The ABC’s of Skewed Jenin Coverage

July 9 UPDATE:

ABC Corrects

In response to communication from CAMERA's Israel office, on July 6 ABC introduced several improvements to the article, including representing the claims about Israel's use of tear gas within the hospital as disputed, and not fact, adding response from the Israeli military spokesperson's unit, including the army's information about the number of combatants killed, and correcting the number of Israelis injured in the Tel Aviv terror attack. See below for a detailed update.

ABC's July 4 article covering the Israeli military's Jenin incursion and a Palestinian terror attack in Tel Aviv provides a particularly striking example of egregiously skewed news coverage of the recent violent events ("Israeli forces fire tear gas inside hospital as raid continues."


The problems start at the beginning, with the headline stating as fact the disputed claim that Israeli forces fired tear gas in the Jenin hospital.
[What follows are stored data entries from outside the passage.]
impl PeerMessage {
    pub fn from_frame(frame: Bytes) -> anyhow::Result<Self> {
        if frame.is_empty() {
            return Ok(Self::HeartBeat);
        }
        let request_payload = |mut b: &[u8]| -> anyhow::Result<_> {
            let mut index_buffer = [0; 4];
            let mut begin_buffer = [0; 4];
            let mut length_buffer = [0; 4];
            b.read_exact(&mut index_buffer).context("index buffer")?;
            b.read_exact(&mut begin_buffer).context("begin buffer")?;
            b.read_exact(&mut length_buffer).context("length buffer")?;
            Ok((
                u32::from_be_bytes(index_buffer),
                u32::from_be_bytes(begin_buffer),
                u32::from_be_bytes(length_buffer),
            ))
        };
        let tag = frame[0];
        let payload = &frame[1..];
        match tag {
            0 => Ok(PeerMessage::Choke),
            1 => Ok(PeerMessage::Unchoke),
            2 => Ok(PeerMessage::Interested),
            3 => Ok(PeerMessage::NotInterested),
            4 => {
                let index_buffer = payload.get(0..4).context("have payload")?.try_into()?;
                Ok(PeerMessage::Have {
                    index: u32::from_be_bytes(index_buffer),
                })
            }
            5 => Ok(PeerMessage::Bitfield {
                payload: frame.slice(1..),
            }),
            6 => {
                let (index, begin, length) = request_payload(payload)?;
                Ok(PeerMessage::Request {
                    index,
                    begin,
                    length,
                })
            }
            7 => {
                ensure!(payload.len() >= 8, "piece payload too short");
                let index = u32::from_be_bytes(payload[0..4].try_into()?);
                let begin = u32::from_be_bytes(payload[4..8].try_into()?);
                let block = frame.slice(9..);
                Ok(PeerMessage::Piece {
                    index,
                    begin,
                    block,
                })
            }
            8 => {
                let (index, begin, length) = request_payload(payload)?;
                Ok(PeerMessage::Cancel {
                    index,
                    begin,
                    length,
                })
            }
            0x0e => Ok(PeerMessage::HaveAll),
            0x0f => Ok(PeerMessage::HaveNone),
            20 => {
                let extension_id = *payload.first().context("extension id")?;
                if extension_id == 0 {
                    Ok(PeerMessage::ExtensionHandshake {
                        payload: Box::new(ExtensionHandshake::from_bytes(&payload[1..])?),
                    })
                } else {
                    Ok(PeerMessage::Extension {
                        extension_id,
                        payload: frame.slice(2..),
                    })
                }
            }
            t => Err(anyhow!("unsupported tag: {t}")),
        }
    }

    pub async fn write_to<T: AsyncWrite + Unpin>(&self, mut writer: T) -> std::io::Result<()> {
        async fn write_len(mut writer: impl AsyncWrite + Unpin, len: u32) -> std::io::Result<()> {
            writer.write_u32(len).await
        }
        match self {
            PeerMessage::HeartBeat => write_len(&mut writer, 0).await,
            PeerMessage::Choke => {
                write_len(&mut writer, 1).await?;
                writer.write_u8(0).await
            }
            PeerMessage::Unchoke => {
                write_len(&mut writer, 1).await?;
                writer.write_u8(1).await
            }
            PeerMessage::Interested => {
                write_len(&mut writer, 1).await?;
                writer.write_u8(2).await
            }
            PeerMessage::NotInterested => {
                write_len(&mut writer, 1).await?;
                writer.write_u8(3).await
            }
            PeerMessage::Have { index } => {
                write_len(&mut writer, 1 + 4).await?;
                writer.write_u8(4).await?;
                writer.write_u32(*index).await
            }
            PeerMessage::Bitfield { payload } => {
                write_len(&mut writer, 1 + payload.len() as u32).await?;
                writer.write_u8(5).await?;
                writer.write_all(payload).await
            }
            PeerMessage::Request {
                index,
                begin,
                length,
            } => {
                write_len(&mut writer, 1 + 12).await?;
                writer.write_u8(6).await?;
                writer.write_u32(*index).await?;
                writer.write_u32(*begin).await?;
                writer.write_u32(*length).await
            }
            PeerMessage::Piece {
                index,
                begin,
                block,
            } => {
                write_len(&mut writer, 1 + 8 + block.len() as u32).await?;
                writer.write_u8(7).await?;
                writer.write_u32(*index).await?;
                writer.write_u32(*begin).await?;
                writer.write_all(block).await
            }
            PeerMessage::Cancel {
                index,
                begin,
                length,
            } => {
                write_len(&mut writer, 1 + 12).await?;
                writer.write_u8(8).await?;
                writer.write_u32(*index).await?;
                writer.write_u32(*begin).await?;
                writer.write_u32(*length).await
            }
            PeerMessage::HaveAll => {
                write_len(&mut writer, 1).await?;
                writer.write_u8(0x0e).await
            }
            PeerMessage::HaveNone => {
                write_len(&mut writer, 1).await?;
                writer.write_u8(0x0f).await
            }
            PeerMessage::ExtensionHandshake { payload } => {
                let payload = payload.as_bytes();
                write_len(&mut writer, 2 + payload.len() as u32).await?;
                writer.write_u8(20).await?;
                writer.write_u8(0).await?;
                writer.write_all(&payload).await
            }
            PeerMessage::Extension {
                extension_id,
                payload,
            } => {
                write_len(&mut writer, 2 + payload.len() as u32).await?;
                writer.write_u8(20).await?;
                writer.write_u8(*extension_id).await?;
                writer.write_all(payload).await
            }
        }
    }

    pub fn request(block: Block) -> Self {
        Self::Request {
            index: block.piece,
            begin: block.offset,
            length: block.length,
        }
    }

    pub fn cancel(block: Block) -> Self {
        Self::Cancel {
            index: block.piece,
            begin: block.offset,
            length: block.length,
        }
    }

    pub fn bitfield(bf: &BitField) -> Self {
        Self::Bitfield {
            payload: Bytes::copy_from_slice(bf.as_bytes()),
        }
    }

    /// Wire length of the frame this message encodes to, including the
    /// length prefix. Feeds the bandwidth tracker.
    pub fn frame_len(&self) -> usize {
        4 + match self {
            PeerMessage::HeartBeat => 0,
            PeerMessage::Choke
            | PeerMessage::Unchoke
            | PeerMessage::Interested
            | PeerMessage::NotInterested
            | PeerMessage::HaveAll
            | PeerMessage::HaveNone => 1,
            PeerMessage::Have { .. } => 5,
            PeerMessage::Bitfield { payload } => 1 + payload.len(),
            PeerMessage::Request { .. } | PeerMessage::Cancel { .. } => 13,
            PeerMessage::Piece { block, .. } => 9 + block.len(),
            PeerMessage::ExtensionHandshake { payload } => 2 + payload.as_bytes().len(),
            PeerMessage::Extension { payload, .. } => 2 + payload.len(),
        }
    }
}
/// Per-torrent orchestrator. Owns every engine component; all state is
/// mutated on this task only, driven by the 100 ms request tick.
#[derive(Debug)]
pub struct Torrent {
    config: EngineConfig,
    session: Arc<SessionContext>,
    info_hash: [u8; 20],
    our_id: PeerId,
    state: TorrentState,
    network_suspended: bool,
    user_state: UserState,
    meta: Option<TorrentMeta>,
    metadata_fetch: Option<UtMetadata>,
    metadata_source: Option<Uuid>,
    swarm: Swarm,
    connector: ConnectionManager,
    choker: Choker,
    requester: PieceRequester,
    bandwidth: BandwidthTracker,
    download_bucket: Option<TokenBucket>,
    upload_bucket: Option<TokenBucket>,
    seeder: Seeder,
    storage: StorageHandle,
    storage_rx: mpsc::Receiver<StorageFeedback>,
    new_peers: mpsc::Receiver<NewPeer>,
    peers: Vec<ActivePeer>,
    peers_handles: JoinSet<(Uuid, Result<(), PeerError>)>,
    uuid_to_addr: HashMap<Uuid, SocketAddr>,
    suspicion: HashMap<SocketAddr, u32>,
    cancellation_token: CancellationToken,
    changes: Vec<StateChange>,
    magnet: Option<String>,
    torrent_file: Option<Bytes>,
    added_at: u64,
    completed_at: Option<u64>,
    queue_position: Option<u32>,
    total_downloaded: u64,
    total_uploaded: u64,
    last_choke: Instant,
    last_maintenance: Instant,
    maintenance_interval: Duration,
    request_retry_at: Option<Instant>,
    upload_retry_at: Option<Instant>,
    tick_num: usize,
}
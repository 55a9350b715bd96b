use std::sync::atomic::{AtomicUsize, Ordering};

/// Engine-wide connection accounting. Every torrent dials against the same
/// `max_connections` roof; the dial allowance handed to one torrent is its
/// fair share of that roof, never more than the headroom all the others
/// left unused. Counters are atomics so torrent tasks update them without
/// coordination.
#[derive(Debug, Default)]
pub struct SessionContext {
    peers: AtomicUsize,
    torrents: AtomicUsize,
    max_connections: usize,
}

impl SessionContext {
    pub fn new(max_connections: usize) -> Self {
        Self {
            peers: AtomicUsize::new(0),
            torrents: AtomicUsize::new(0),
            max_connections,
        }
    }

    pub fn register_torrent(&self) {
        self.torrents.fetch_add(1, Ordering::AcqRel);
    }

    pub fn deregister_torrent(&self) {
        self.torrents.fetch_sub(1, Ordering::AcqRel);
    }

    pub fn peer_connected(&self) {
        self.peers.fetch_add(1, Ordering::AcqRel);
    }

    pub fn peer_disconnected(&self) {
        self.peers.fetch_sub(1, Ordering::AcqRel);
    }

    pub fn peers_amount(&self) -> usize {
        self.peers.load(Ordering::Acquire)
    }

    pub fn torrents_amount(&self) -> usize {
        self.torrents.load(Ordering::Acquire)
    }

    /// How many more connections a torrent already holding `own` of them
    /// (connected plus connecting) may open right now.
    pub fn connection_allowance(&self, own: usize) -> usize {
        let torrents = self.torrents_amount().max(1);
        let fair_share = self.max_connections / torrents;
        let global_headroom = self.max_connections.saturating_sub(self.peers_amount());
        fair_share.saturating_sub(own).min(global_headroom)
    }
}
In communication with CAMERA, the Israel Defense Forces' International Press Desk has stated that the claim is false.

Indeed, The New York Times earlier reported: "The Israelis denied any attacks near hospitals."
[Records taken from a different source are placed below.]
use std::time::{Duration, Instant};

use uuid::Uuid;

use crate::availability::PieceAvailability;
use crate::bandwidth::TokenBucket;
use crate::bitfield::BitField;
use crate::endgame::EndgameManager;
use crate::pieces::{ActivePieceManager, Block, PieceLayout, Priority, BLOCK_LENGTH};

/// Cap on how many fresh candidates a single fill considers when scanning
/// for a seed (seeds have everything, the scan would otherwise be O(pieces)).
const SEED_CANDIDATE_CAP: usize = 64;

/// Per-peer view the requester fills against.
#[derive(Debug)]
pub struct PeerRequestState<'a> {
    pub uuid: Uuid,
    pub bitfield: &'a BitField,
    /// Requests currently in flight to this peer.
    pub pending: usize,
    /// The peer's advertised request queue depth (`reqq`).
    pub pipeline_depth: usize,
    pub download_rate: u64,
}

#[derive(Debug, Default)]
pub struct FillOutcome {
    /// Batch to flush in one transport call, in issue order.
    pub requests: Vec<Block>,
    /// Set when the download bucket ran dry mid-fill.
    pub retry_in: Option<Duration>,
}

/// The per-peer pipeline-filling algorithm: drain existing partials in
/// rarest-first order, then activate new pieces unless the partial cap or
/// piece capacity pushes back, then duplicate remaining blocks in endgame.
#[derive(Debug)]
pub struct PieceRequester {
    max_pipeline_depth: usize,
    fast_peer_speed: u64,
}

impl PieceRequester {
    pub fn new(max_pipeline_depth: usize, fast_peer_speed: u64) -> Self {
        Self {
            max_pipeline_depth,
            fast_peer_speed,
        }
    }

    /// Effective pipeline cap for one peer. A rate limit caps it further so
    /// one fast peer cannot monopolize the whole allowance.
    pub fn pipeline_limit(&self, peer_depth: usize, rate_limit: u64) -> usize {
        let mut limit = peer_depth.min(self.max_pipeline_depth);
        if rate_limit > 0 {
            limit = limit.min(((rate_limit / BLOCK_LENGTH as u64) as usize).max(1));
        }
        limit
    }

    pub fn is_fast(&self, download_rate: u64) -> bool {
        download_rate >= self.fast_peer_speed
    }

    #[allow(clippy::too_many_arguments)]
    pub fn fill(
        &self,
        peer: &PeerRequestState,
        pieces: &mut ActivePieceManager,
        availability: &PieceAvailability,
        endgame: &EndgameManager,
        priorities: &[Priority],
        our_bitfield: &BitField,
        layout: PieceLayout,
        mut bucket: Option<&mut TokenBucket>,
        connected_peers: usize,
        now: Instant,
    ) -> FillOutcome {
        let mut out = FillOutcome::default();
        let rate_limit = bucket.as_ref().map_or(0, |b| b.rate());
        let limit = self.pipeline_limit(peer.pipeline_depth, rate_limit);
        let mut budget = limit.saturating_sub(peer.pending);
        if budget == 0 {
            return out;
        }
        let is_fast = self.is_fast(peer.download_rate);

        // Phase 1: existing partials, rarest first
        for index in pieces.partials_rarest_first(availability, priorities) {
            if budget == 0 || out.retry_in.is_some() {
                break;
            }
            if !peer.bitfield.has(index) {
                continue;
            }
            let Some(piece) = pieces.get_mut(index) else {
                continue;
            };
            if !piece.can_request_from(peer.uuid, is_fast) {
                continue;
            }
            for block in piece.needed_blocks(budget) {
                if !consume(&mut bucket, now, &mut out) {
                    break;
                }
                piece.add_request(block, peer.uuid, now, false);
                out.requests.push(Block {
                    piece: index as u32,
                    offset: piece.block_offset(block),
                    length: piece.block_length(block),
                });
                budget -= 1;
            }
            pieces.promote_to_fully_requested(index);
        }

        // Phase 2: activate new pieces, unless partials need draining first
        let partials_full = pieces.partial_count() >= pieces.max_partials(connected_peers);
        if budget > 0 && out.retry_in.is_none() && !partials_full {
            let candidates =
                self.candidates(peer, pieces, availability, priorities, our_bitfield, budget);
            for index in candidates {
                if budget == 0 || out.retry_in.is_some() {
                    break;
                }
                let Some(piece) = pieces.get_or_create(index, layout.piece_len(index), now) else {
                    // capacity back-pressure, stop activating entirely
                    break;
                };
                if is_fast {
                    piece.claim_exclusive(peer.uuid);
                }
                for block in piece.needed_blocks(budget) {
                    if !consume(&mut bucket, now, &mut out) {
                        break;
                    }
                    piece.add_request(block, peer.uuid, now, false);
                    out.requests.push(Block {
                        piece: index as u32,
                        offset: piece.block_offset(block),
                        length: piece.block_length(block),
                    });
                    budget -= 1;
                }
                pieces.promote_to_fully_requested(index);
                if pieces.partial_count() >= pieces.max_partials(connected_peers) {
                    break;
                }
            }
        }

        // Phase 3: endgame duplication of blocks still in flight elsewhere
        if endgame.is_active() && budget > 0 && out.retry_in.is_none() {
            for index in pieces.active_download_indices() {
                if budget == 0 || out.retry_in.is_some() {
                    break;
                }
                if !peer.bitfield.has(index) {
                    continue;
                }
                let Some(piece) = pieces.get_mut(index) else {
                    continue;
                };
                for block in piece.needed_blocks_endgame(peer.uuid, budget) {
                    if !consume(&mut bucket, now, &mut out) {
                        break;
                    }
                    piece.add_request(block, peer.uuid, now, true);
                    out.requests.push(Block {
                        piece: index as u32,
                        offset: piece.block_offset(block),
                        length: piece.block_length(block),
                    });
                    budget -= 1;
                }
            }
        }

        out
    }

    /// Candidate pieces for activation. Non-seeds use the per-peer index
    /// (O(pieces the peer has)); seeds get a bounded linear scan from the
    /// first piece we miss.
    fn candidates(
        &self,
        peer: &PeerRequestState,
        pieces: &ActivePieceManager,
        availability: &PieceAvailability,
        priorities: &[Priority],
        our_bitfield: &BitField,
        budget: usize,
    ) -> Vec<usize> {
        let mut candidates: Vec<usize> = if peer.bitfield.has_all() {
            our_bitfield
                .missing_pieces()
                .filter(|index| !pieces.is_active(*index))
                .take(SEED_CANDIDATE_CAP.max(budget))
                .collect()
        } else {
            match availability.peer_index(peer.uuid) {
                Some(index) => index
                    .iter()
                    .copied()
                    .filter(|index| !pieces.is_active(*index) && !our_bitfield.has(*index))
                    .collect(),
                None => Vec::new(),
            }
        };
        pieces.sort_candidates(&mut candidates, availability, priorities);
        candidates
    }
}

fn consume(bucket: &mut Option<&mut TokenBucket>, now: Instant, out: &mut FillOutcome) -> bool {
    let Some(bucket) = bucket else {
        return true;
    };
    if bucket.try_consume(BLOCK_LENGTH as u64, now) {
        return true;
    }
    out.retry_in = Some(Duration::from_millis(
        bucket.ms_until_available(BLOCK_LENGTH as u64, now),
    ));
    false
}
use anyhow::Context;

/// Packed boolean vector over pieces.
///
/// The set-bit count is maintained incrementally so `count` is O(1); every
/// mutation goes through [`Self::set`] / [`Self::clear`] to keep it honest.
#[derive(Debug, Clone, PartialEq, Eq)]
pub struct BitField {
    bytes: Vec<u8>,
    num_pieces: usize,
    count: usize,
}

impl BitField {
    pub fn empty(num_pieces: usize) -> Self {
        Self {
            bytes: vec![0; num_pieces.div_ceil(8)],
            num_pieces,
            count: 0,
        }
    }

    /// Restore from raw wire bytes. Fails if the payload cannot hold
    /// `num_pieces` bits or any spare bit after the end is set.
    pub fn from_bytes(data: &[u8], num_pieces: usize) -> anyhow::Result<Self> {
        let capacity = data.len() * 8;
        let leftover = capacity
            .checked_sub(num_pieces)
            .context("bitfield has less capacity than needed")?;
        if leftover >= 8 {
            anyhow::bail!("bitfield is larger than needed");
        }
        for bit in num_pieces..capacity {
            let mask = 1u8.rotate_right(bit as u32 % 8 + 1);
            anyhow::ensure!(data[bit / 8] & mask == 0, "spare bit {bit} is set");
        }
        let count = data.iter().map(|b| b.count_ones() as usize).sum();
        Ok(Self {
            bytes: data.to_vec(),
            num_pieces,
            count,
        })
    }

    pub fn full(num_pieces: usize) -> Self {
        let mut this = Self::empty(num_pieces);
        for piece in 0..num_pieces {
            this.set(piece);
        }
        this
    }

    pub fn has(&self, piece: usize) -> bool {
        if piece >= self.num_pieces {
            return false;
        }
        let mask = 1u8.rotate_right(piece as u32 % 8 + 1);
        self.bytes[piece / 8] & mask != 0
    }

    /// Set a bit. Returns `false` when it was already set or out of range.
    pub fn set(&mut self, piece: usize) -> bool {
        if piece >= self.num_pieces || self.has(piece) {
            return false;
        }
        let mask = 1u8.rotate_right(piece as u32 % 8 + 1);
        self.bytes[piece / 8] |= mask;
        self.count += 1;
        true
    }

    /// Clear a bit. Returns `false` when it was already clear or out of range.
    pub fn clear(&mut self, piece: usize) -> bool {
        if piece >= self.num_pieces || !self.has(piece) {
            return false;
        }
        let mask = 1u8.rotate_right(piece as u32 % 8 + 1);
        self.bytes[piece / 8] &= !mask;
        self.count -= 1;
        true
    }

    pub fn clear_all(&mut self) {
        self.bytes.fill(0);
        self.count = 0;
    }

    pub fn count(&self) -> usize {
        self.count
    }

    pub fn len(&self) -> usize {
        self.num_pieces
    }

    pub fn is_empty(&self) -> bool {
        self.num_pieces == 0
    }

    pub fn has_all(&self) -> bool {
        self.num_pieces != 0 && self.count == self.num_pieces
    }

    pub fn has_none(&self) -> bool {
        self.count == 0
    }

    pub fn pieces(&self) -> impl Iterator<Item = usize> + '_ {
        let total = self.num_pieces;
        self.bytes.iter().enumerate().flat_map(move |(i, byte)| {
            (0..8u32).filter_map(move |position| {
                let piece = i * 8 + position as usize;
                if piece >= total {
                    return None;
                }
                let mask = 1u8.rotate_right(position + 1);
                (byte & mask != 0).then_some(piece)
            })
        })
    }

    pub fn missing_pieces(&self) -> impl Iterator<Item = usize> + '_ {
        let total = self.num_pieces;
        self.bytes.iter().enumerate().flat_map(move |(i, byte)| {
            (0..8u32).filter_map(move |position| {
                let piece = i * 8 + position as usize;
                if piece >= total {
                    return None;
                }
                let mask = 1u8.rotate_right(position + 1);
                (byte & mask == 0).then_some(piece)
            })
        })
    }

    /// First piece we still miss, `None` once complete.
    pub fn first_missing(&self) -> Option<usize> {
        self.missing_pieces().next()
    }

    pub fn as_bytes(&self) -> &[u8] {
        &self.bytes
    }

    pub fn as_hex(&self) -> String {
        hex::encode(&self.bytes)
    }

    /// Restore from the hex form produced by [`Self::as_hex`].
    pub fn from_hex(hex_str: &str, num_pieces: usize) -> anyhow::Result<Self> {
        let bytes = hex::decode(hex_str).context("decode bitfield hex")?;
        Self::from_bytes(&bytes, num_pieces)
    }
}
Likewise, Reuters reported the IDF's denial of its troops firing in the area: "The Israeli military said it had no knowledge of its forces firing in the vicinity of a hospital but that it did carry out an air-strike at gunmen that had taken up positions in a cemetery and posed a threat to the withdrawing troops."

Similarly, AFP had reported:

The Israeli army said there were reports on social media regarding fire by soldiers towards a hospital.
"The reports are not currently known to security forces," it said, adding that "terrorist organizations have exploited civilian areas as a hideout".
Not only does ABC's headline state the disputed claim as fact, but the accompanying article by assignment editor Ellie Kaufman, apparently reporting from New York, also fails to note Israel's denial, citing only the Doctors Without Borders allegation:

Israeli forces fired tear gas inside of a hospital in the West Bank city of Jenin on Tuesday that injured 125 people as a two-day raid on the city continued, Doctors Without Borders said.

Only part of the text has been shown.